NFS è molto utile per condividere in modo traparente, interi filesystem con un gran numero di host conosciuti. Molti utenti che accedono a dei file via NFS possono non essere a conoscenza del fatto che il filesystem che stanno usando non è il filesystem locale per il loro sistema. Comunque, al di là della facilità d'uso, esistono numerosi potenziali problemi di sicurezza.
Dovete tenere in considerazione i seguenti punti quando esportate filesystem NFS su un server o li montate su un client, così potrete ridurre al minimo i rischi legati alla sicurezza di NFS e sarete in grado di proteggere meglio i vostri dati.
NFS controlla chi può montare un filesystem esportato in base all'host che effettua la richiesta di montaggio, non in base all'utente che utilizza il filesystem. Occorre fornire agli host dei diritti specifici perché possano montare il filesystem esportato. Il controllo degli accessi non è possibile per gli utenti, a differenza dei permessi di file e directory. In altre parole, quando esportate un filesystem via NFS state anche permettendo a tutti gli utenti che hanno il permesso di accedere a quell'host di utilizzarlo. È comunque possibile tenere sotto controllo questo rischio, per esempio esclusivamente montaggi in modalità di sola lettura e limitando il potere degli utenti e dei gruppi tramite l'opzione squash. Ma queste soluzioni possono intaccare l'uso originario della condivisione NFS.
Inoltre, se un aggressore assume il controllo del server DNS utilizzato dal sistema che esporta il filesystem NFS, il sistema associato a un particolare hostname o a un nome di dominio completamente qualificato può essere indirizzato verso una macchina non autorizzata. A questo punto, tale macchina non autorizzata è il sistema che ha il permesso di montare la condivisione NFS, dal momento che non vengono scambiate informazioni di sorta relative a nome utente e password mirate ad aumentare la sicurezza del montaggio. Gli stessi rischi valgono anche per i server NIS compromessi, se i gruppi di rete NIS vengono utilizzati per consentire a determinati host di montare una condivisione NFS. Invece, usando degli indirizzi IP in /etc/exports, questo attacchi di questo genere sono molto più difficili da effettuare.
I caratteri jolly vanno usati con cautela quando si sta concedendo l'accesso a una condivisione NFS. Il loro raggio di azione potrebbe raggiungere anche sistemi di cui non conoscete l'esistenza e cui non dovrebbe essere dato il il permesso di montare il filesystem.
Per maggiori informazioni, consultate il capitolo intitolato Sicurazza del server nel Red Hat Linux Security Guide.
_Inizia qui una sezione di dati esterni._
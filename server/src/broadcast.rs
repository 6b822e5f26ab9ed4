//! Periodic world snapshot fan-out.
//!
//! Once per tick the broadcaster copies the entity table, encodes a single
//! `snapshot` datagram and sends it to every ready session. Sends never wait
//! for an acknowledgment, and a failure for one recipient does not affect the
//! others or later ticks.

use crate::session::SessionRegistry;
use crate::world::EntityTable;
use log::{debug, error};
use shared::ServerMessage;
use std::sync::Arc;
use std::time::Duration;
use tokio::net::UdpSocket;
use tokio::time::{interval, MissedTickBehavior};

/// Default time between snapshots.
pub const SNAPSHOT_INTERVAL: Duration = Duration::from_millis(50);

/// Outcome of a single broadcast tick.
#[derive(Debug, Default, Clone, Copy, PartialEq, Eq)]
pub struct BroadcastStats {
    pub sent: usize,
    pub failed: usize,
}

pub struct SnapshotBroadcaster {
    socket: Arc<UdpSocket>,
    registry: Arc<SessionRegistry>,
    world: Arc<EntityTable>,
    period: Duration,
}

impl SnapshotBroadcaster {
    pub fn new(
        socket: Arc<UdpSocket>,
        registry: Arc<SessionRegistry>,
        world: Arc<EntityTable>,
        period: Duration,
    ) -> Self {
        Self {
            socket,
            registry,
            world,
            period,
        }
    }

    /// Sends one snapshot to every ready session.
    pub async fn broadcast_once(&self) -> BroadcastStats {
        let targets = self.registry.snapshot_targets().await;
        let mut stats = BroadcastStats::default();
        if targets.is_empty() {
            return stats;
        }

        let packet = ServerMessage::Snapshot {
            entities: self.world.snapshot(),
        }
        .encode();

        for addr in targets {
            match self.socket.send_to(&packet, addr).await {
                Ok(_) => stats.sent += 1,
                Err(e) => {
                    stats.failed += 1;
                    error!("Failed to send snapshot to {}: {}", addr, e);
                }
            }
        }

        stats
    }

    /// Broadcasts forever on the configured period.
    pub async fn run(self) {
        let mut ticker = interval(self.period);
        ticker.set_missed_tick_behavior(MissedTickBehavior::Skip);

        let mut tick: u64 = 0;
        loop {
            ticker.tick().await;
            let stats = self.broadcast_once().await;
            tick += 1;

            // Roughly every 5 seconds at the default rate
            if tick % 100 == 0 && stats.sent + stats.failed > 0 {
                debug!(
                    "Snapshot tick {}: {} sent, {} failed",
                    tick, stats.sent, stats.failed
                );
            }
        }
    }
}

#[cfg(test)]
mod tests {
    use super::*;
    use assert_approx_eq::assert_approx_eq;
    use shared::{Entity, ServerMessage};
    use tokio::time::timeout;

    async fn broadcaster(registry: Arc<SessionRegistry>) -> SnapshotBroadcaster {
        let socket = Arc::new(UdpSocket::bind("127.0.0.1:0").await.unwrap());
        let world = Arc::new(EntityTable::new(vec![Entity::new(
            1,
            [100.0, 200.0, 300.0],
            "active",
        )]));
        SnapshotBroadcaster::new(socket, registry, world, SNAPSHOT_INTERVAL)
    }

    #[tokio::test]
    async fn test_no_targets_sends_nothing() {
        let registry = Arc::new(SessionRegistry::new());
        let broadcaster = broadcaster(Arc::clone(&registry)).await;

        assert_eq!(broadcaster.broadcast_once().await, BroadcastStats::default());
    }

    #[tokio::test]
    async fn test_only_ready_sessions_receive_snapshots() {
        let registry = Arc::new(SessionRegistry::new());
        let broadcaster = broadcaster(Arc::clone(&registry)).await;

        let ready = UdpSocket::bind("127.0.0.1:0").await.unwrap();
        let connecting = UdpSocket::bind("127.0.0.1:0").await.unwrap();
        registry.mark_ready(ready.local_addr().unwrap()).await;
        registry.lookup_or_create(connecting.local_addr().unwrap()).await;

        let stats = broadcaster.broadcast_once().await;
        assert_eq!(stats, BroadcastStats { sent: 1, failed: 0 });

        let mut buf = [0u8; 2048];
        let (len, _) = timeout(Duration::from_secs(1), ready.recv_from(&mut buf))
            .await
            .unwrap()
            .unwrap();
        assert_eq!(
            &buf[4..len],
            b"snapshot\nCOD1GameState|EntityID:1|PosX:100.00|PosY:200.00|PosZ:300.00|State:active|"
                .as_slice()
        );

        let nothing = timeout(Duration::from_millis(100), connecting.recv_from(&mut buf)).await;
        assert!(nothing.is_err());
    }

    #[tokio::test]
    async fn test_run_keeps_ticking() {
        let registry = Arc::new(SessionRegistry::new());
        let mut broadcaster = broadcaster(Arc::clone(&registry)).await;
        broadcaster.period = Duration::from_millis(10);

        let client = UdpSocket::bind("127.0.0.1:0").await.unwrap();
        registry.mark_ready(client.local_addr().unwrap()).await;

        let handle = tokio::spawn(broadcaster.run());

        let mut buf = [0u8; 2048];
        for _ in 0..3 {
            let (len, _) = timeout(Duration::from_secs(1), client.recv_from(&mut buf))
                .await
                .unwrap()
                .unwrap();
            assert!(buf[4..len].starts_with(b"snapshot\n"));
        }

        handle.abort();
    }

    #[tokio::test]
    async fn test_snapshot_reflects_world_positions() {
        let registry = Arc::new(SessionRegistry::new());
        let broadcaster = broadcaster(Arc::clone(&registry)).await;
        broadcaster.world.replace(vec![Entity::new(9, [1.234, -5.5, 0.006], "moving")]);

        let client = UdpSocket::bind("127.0.0.1:0").await.unwrap();
        registry.mark_ready(client.local_addr().unwrap()).await;
        broadcaster.broadcast_once().await;

        let mut buf = [0u8; 2048];
        let (len, _) = timeout(Duration::from_secs(1), client.recv_from(&mut buf))
            .await
            .unwrap()
            .unwrap();
        match ServerMessage::parse(&buf[..len]).unwrap() {
            ServerMessage::Snapshot { entities } => {
                assert_eq!(entities.len(), 1);
                assert_eq!(entities[0].id, 9);
                assert_approx_eq!(entities[0].position[0], 1.23, 1e-9);
                assert_approx_eq!(entities[0].position[1], -5.5, 1e-9);
                assert_approx_eq!(entities[0].position[2], 0.01, 1e-9);
            }
            other => panic!("Expected snapshot, got {:?}", other),
        }
    }

    #[tokio::test]
    async fn test_failed_send_does_not_stop_fan_out() {
        let registry = Arc::new(SessionRegistry::new());
        let broadcaster = broadcaster(Arc::clone(&registry)).await;

        // The broadcaster socket is IPv4, so this target always fails
        registry.mark_ready("[::1]:9".parse().unwrap()).await;
        let peer = UdpSocket::bind("127.0.0.1:0").await.unwrap();
        registry.mark_ready(peer.local_addr().unwrap()).await;

        let stats = broadcaster.broadcast_once().await;
        assert_eq!(stats, BroadcastStats { sent: 1, failed: 1 });

        let mut buf = [0u8; 2048];
        let (len, _) = timeout(Duration::from_secs(1), peer.recv_from(&mut buf))
            .await
            .unwrap()
            .unwrap();
        assert!(buf[4..len].starts_with(b"snapshot\nCOD1GameState|"));
    }
}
Una volta che il filesystem NFS è stato montato in modalità lettura/scrittura da un host remoto, la protezione per ciascuno dei file condivisi é rappresentata dai propri permessi. Se due utenti che condividono lo stesso valore di ID utente montano lo stesso filesystem NFS, l'uno sarà in grado di modificare i file dell'altro e viceversa. Inoltre, chiunque si colleghi come root sul sistema client pò utilizzare il comando su - per assicurarsi i permessi per accedere a determinati file attraverso la condivisione NFS. Per maggiori informazioni sui conflitti userid e NFS, consultare il capitolo intitolato Gestione degli account e dei Gruppi in Red Hat Linux System Administration Primer.
Il modo di operare di default, quando si esporta un filesystem via NFS è il root squashing che imposta l'ID utente di chiunque acceda alla condivisione NFS come utente di root sulla propria macchina locale su un valore di UID anonimo, o "nobody". È altamente sconsigliabile disabilitare questa opzione.
Se accordate agli utenti permessi di sola lettura per i file cui accedono mediante la condivisione NFS, dovreste usare anche l'opzione all_squash, che attribuisce un UID anonimo a chiunque acceda al vostro filesystem esportato.